How many of the lines below hold "Some"? Only the number, please.

LISTED RECORDS.
Segment Open
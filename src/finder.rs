//!
//! File index behind the demo palette.
//!
//! Walks a root directory once at startup and answers queries with a
//! case-insensitive substring match on the relative path. Matches on the
//! file name sort ahead of matches elsewhere in the path.

use std::fs;
use std::path::{Component, Path, PathBuf};

/// How many directory levels below the root are indexed.
pub const MAX_DEPTH: usize = 8;

/// Upper bound on matches handed to the palette per query.
pub const MAX_RESULTS: usize = 200;

/// Files under a root directory.
pub struct FileIndex {
    root: PathBuf,
    paths: Vec<PathBuf>,
}

impl FileIndex {
    /// Indexes every non-excluded file under `root`.
    pub fn build(root: impl Into<PathBuf>) -> Self {
        let root = root.into();
        let mut paths = Vec::new();
        walk_directory(&root, &root, 0, &mut paths);
        paths.sort();
        tracing::info!(root = %root.display(), files = paths.len(), "indexed files");
        Self { root, paths }
    }

    pub fn root(&self) -> &Path {
        &self.root
    }

    pub fn len(&self) -> usize {
        self.paths.len()
    }

    #[cfg_attr(not(target_os = "macos"), allow(dead_code))]
    pub fn is_empty(&self) -> bool {
        self.paths.is_empty()
    }

    /// Relative paths containing `query`, ignoring case.
    ///
    /// An empty query matches nothing, so the palette collapses to just its
    /// search field.
    pub fn query(&self, query: &str) -> Vec<PathBuf> {
        let query = query.trim().to_lowercase();
        if query.is_empty() {
            return Vec::new();
        }

        let mut scored: Vec<(u8, &PathBuf)> = self
            .paths
            .iter()
            .filter_map(|path| score_match(&query, path).map(|score| (score, path)))
            .collect();
        // Stable sort keeps paths in walk order within a score
        scored.sort_by_key(|(score, _)| *score);

        scored
            .into_iter()
            .take(MAX_RESULTS)
            .map(|(_, path)| path.clone())
            .collect()
    }
}

/// Lower is better. `None` when the path does not contain the query.
fn score_match(query: &str, path: &Path) -> Option<u8> {
    let name = path
        .file_name()
        .map(|name| name.to_string_lossy().to_lowercase())
        .unwrap_or_default();
    if name.starts_with(query) {
        return Some(0);
    }
    if name.contains(query) {
        return Some(1);
    }
    if path.to_string_lossy().to_lowercase().contains(query) {
        return Some(2);
    }
    None
}

/// Dot entries and build output directories are skipped.
fn is_excluded(path: &Path) -> bool {
    path.components().any(|component| match component {
        Component::Normal(name) => {
            let name = name.to_string_lossy();
            name.starts_with('.') || name == "target" || name == "node_modules"
        }
        _ => false,
    })
}

fn walk_directory(root: &Path, dir: &Path, depth: usize, out: &mut Vec<PathBuf>) {
    let entries = match fs::read_dir(dir) {
        Ok(entries) => entries,
        Err(err) => {
            tracing::debug!(dir = %dir.display(), %err, "skipping unreadable directory");
            return;
        }
    };

    for entry in entries.flatten() {
        let path = entry.path();
        let Ok(relative) = path.strip_prefix(root) else {
            continue;
        };
        if is_excluded(relative) {
            continue;
        }

        if path.is_dir() {
            if depth < MAX_DEPTH {
                walk_directory(root, &path, depth + 1, out);
            }
        } else if path.is_file() {
            out.push(relative.to_path_buf());
        }
    }
}
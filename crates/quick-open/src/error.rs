//! Error type for the palette's configuration surface.
//!
//! Runtime operations (show, close, key handling) never fail; they skip work
//! when a window, delegate or selection is missing. Only loading and saving
//! [`PaletteOptions`](crate::PaletteOptions) can produce a [`PaletteError`].

use std::io;

/// Error type for loading, saving and validating palette options.
#[derive(Debug, thiserror::Error)]
pub enum PaletteError {
    /// The options file could not be read or written
    #[error("I/O error: {0}")]
    Io(#[from] io::Error),

    /// The options file is not valid JSON for [`PaletteOptions`](crate::PaletteOptions)
    #[error("Malformed options file: {0}")]
    Json(#[from] serde_json::Error),

    /// An option holds a value the palette cannot lay out
    #[error("Invalid option `{field}`: {reason}")]
    InvalidOption {
        /// Name of the offending field
        field: &'static str,
        /// Why the value was rejected
        reason: &'static str,
    },
}
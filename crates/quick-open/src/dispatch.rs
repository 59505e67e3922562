//!
//! Key routing for the palette as a transition function.
//!
//! Every key event is reduced to an [`InputClass`] and combined with the
//! current [`PaletteState`] to produce a [`PaletteAction`]. The presentation
//! controller only executes actions; it never inspects raw keys itself.
//!
//! | state \ input      | Dismiss      | Commit  | MoveUp/MoveDown | Text        |
//! |--------------------|--------------|---------|-----------------|-------------|
//! | `Hidden`           | PassThrough  | PassThrough | PassThrough | PassThrough |
//! | `ShownEmpty`       | ToggleWindow | Consume | Consume         | PassThrough |
//! | `ShownWithResults` | ToggleWindow | Commit  | MoveSelection   | PassThrough |

use quick_open_input::{Key, KeyEvent};

/// What a key means to the palette, independent of state.
#[derive(Debug, Clone, Copy, PartialEq, Eq)]
pub enum InputClass {
    /// Escape
    Dismiss,
    /// Return or keypad enter
    Commit,
    /// Down arrow or ctrl-n
    MoveDown,
    /// Up arrow or ctrl-p
    MoveUp,
    /// Everything else; edits the search text
    Text,
}

/// The palette's presentation state.
#[derive(Debug, Clone, Copy, PartialEq, Eq)]
pub enum PaletteState {
    Hidden,
    ShownEmpty,
    ShownWithResults,
}

/// Direction of a selection move.
#[derive(Debug, Clone, Copy, PartialEq, Eq)]
pub enum Direction {
    Up,
    Down,
}

impl Direction {
    /// Signed row offset for this direction.
    pub fn offset(self) -> isize {
        match self {
            Direction::Up => -1,
            Direction::Down => 1,
        }
    }
}

/// What the presentation controller should do with a key-down event.
#[derive(Debug, Clone, Copy, PartialEq, Eq)]
pub enum PaletteAction {
    /// Let the event reach the search field
    PassThrough,
    /// Swallow the event and do nothing
    Consume,
    /// Ask the window controller to toggle (close) the palette
    ToggleWindow,
    /// Commit the selected match
    Commit,
    /// Move the selection one row
    MoveSelection(Direction),
}

/// Classifies a key event.
pub fn classify(event: &KeyEvent) -> InputClass {
    let control = event.modifiers.control;

    match &event.key {
        Key::Escape => InputClass::Dismiss,
        Key::Return => InputClass::Commit,
        Key::Down => InputClass::MoveDown,
        Key::Up => InputClass::MoveUp,
        key if control && key.is_letter('n') => InputClass::MoveDown,
        key if control && key.is_letter('p') => InputClass::MoveUp,
        _ => InputClass::Text,
    }
}

/// Resolves a key-down event.
pub fn on_key_down(state: PaletteState, input: InputClass) -> PaletteAction {
    use PaletteState::*;

    match (state, input) {
        (Hidden, _) => PaletteAction::PassThrough,
        (_, InputClass::Text) => PaletteAction::PassThrough,
        (_, InputClass::Dismiss) => PaletteAction::ToggleWindow,
        (ShownWithResults, InputClass::Commit) => PaletteAction::Commit,
        (ShownWithResults, InputClass::MoveDown) => PaletteAction::MoveSelection(Direction::Down),
        (ShownWithResults, InputClass::MoveUp) => PaletteAction::MoveSelection(Direction::Up),
        (ShownEmpty, _) => PaletteAction::Consume,
    }
}

/// Returns true when a key-up of this class should re-run the query.
///
/// Navigation and control keys never reach the search text, so releasing
/// them must not trigger a new match.
pub fn requeries_on_key_up(input: InputClass) -> bool {
    input == InputClass::Text
}

#[cfg(test)]
mod tests {
    use super::*;
    use quick_open_input::Modifiers;

    fn key(key: Key) -> KeyEvent {
        KeyEvent::new(key, Modifiers::default())
    }

    // =========================================================================
    // classify
    // =========================================================================

    #[test]
    fn navigation_keys_classify() {
        assert_eq!(classify(&key(Key::Escape)), InputClass::Dismiss);
        assert_eq!(classify(&key(Key::Return)), InputClass::Commit);
        assert_eq!(classify(&key(Key::Down)), InputClass::MoveDown);
        assert_eq!(classify(&key(Key::Up)), InputClass::MoveUp);
    }

    #[test]
    fn control_n_and_p_navigate() {
        assert_eq!(classify(&KeyEvent::control('n')), InputClass::MoveDown);
        assert_eq!(classify(&KeyEvent::control('p')), InputClass::MoveUp);
    }

    #[test]
    fn plain_n_and_p_are_text() {
        assert_eq!(classify(&KeyEvent::char('n')), InputClass::Text);
        assert_eq!(classify(&KeyEvent::char('p')), InputClass::Text);
    }

    #[test]
    fn other_control_letters_are_text() {
        assert_eq!(classify(&KeyEvent::control('a')), InputClass::Text);
    }

    #[test]
    fn editing_keys_are_text() {
        assert_eq!(classify(&key(Key::Backspace)), InputClass::Text);
        assert_eq!(classify(&key(Key::Left)), InputClass::Text);
        assert_eq!(classify(&key(Key::Other(122))), InputClass::Text);
    }

    // =========================================================================
    // on_key_down
    // =========================================================================

    #[test]
    fn hidden_passes_everything_through() {
        for input in [
            InputClass::Dismiss,
            InputClass::Commit,
            InputClass::MoveDown,
            InputClass::MoveUp,
            InputClass::Text,
        ] {
            assert_eq!(
                on_key_down(PaletteState::Hidden, input),
                PaletteAction::PassThrough
            );
        }
    }

    #[test]
    fn escape_toggles_when_shown() {
        assert_eq!(
            on_key_down(PaletteState::ShownEmpty, InputClass::Dismiss),
            PaletteAction::ToggleWindow
        );
        assert_eq!(
            on_key_down(PaletteState::ShownWithResults, InputClass::Dismiss),
            PaletteAction::ToggleWindow
        );
    }

    #[test]
    fn navigation_is_swallowed_without_results() {
        assert_eq!(
            on_key_down(PaletteState::ShownEmpty, InputClass::Commit),
            PaletteAction::Consume
        );
        assert_eq!(
            on_key_down(PaletteState::ShownEmpty, InputClass::MoveDown),
            PaletteAction::Consume
        );
        assert_eq!(
            on_key_down(PaletteState::ShownEmpty, InputClass::MoveUp),
            PaletteAction::Consume
        );
    }

    #[test]
    fn navigation_acts_with_results() {
        assert_eq!(
            on_key_down(PaletteState::ShownWithResults, InputClass::Commit),
            PaletteAction::Commit
        );
        assert_eq!(
            on_key_down(PaletteState::ShownWithResults, InputClass::MoveDown),
            PaletteAction::MoveSelection(Direction::Down)
        );
        assert_eq!(
            on_key_down(PaletteState::ShownWithResults, InputClass::MoveUp),
            PaletteAction::MoveSelection(Direction::Up)
        );
    }

    #[test]
    fn text_passes_through_when_shown() {
        assert_eq!(
            on_key_down(PaletteState::ShownWithResults, InputClass::Text),
            PaletteAction::PassThrough
        );
    }

    #[test]
    fn only_text_requeries() {
        assert!(requeries_on_key_up(InputClass::Text));
        assert!(!requeries_on_key_up(InputClass::Dismiss));
        assert!(!requeries_on_key_up(InputClass::Commit));
        assert!(!requeries_on_key_up(InputClass::MoveDown));
        assert!(!requeries_on_key_up(InputClass::MoveUp));
    }

    #[test]
    fn direction_offsets() {
        assert_eq!(Direction::Up.offset(), -1);
        assert_eq!(Direction::Down.offset(), 1);
    }
}
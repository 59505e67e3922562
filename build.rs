fn main() {
    // Link the macOS frameworks the palette window uses
    if std::env::var("CARGO_CFG_TARGET_OS").as_deref() == Ok("macos") {
        println!("cargo:rustc-link-lib=framework=AppKit");
        println!("cargo:rustc-link-lib=framework=QuartzCore");
        println!("cargo:rustc-link-lib=framework=Foundation");
    }

    // Ensure we rebuild if build.rs changes
    println!("cargo:rerun-if-changed=build.rs");
}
Segment Closed
SOLUTION TO THIS PROBLEM.
3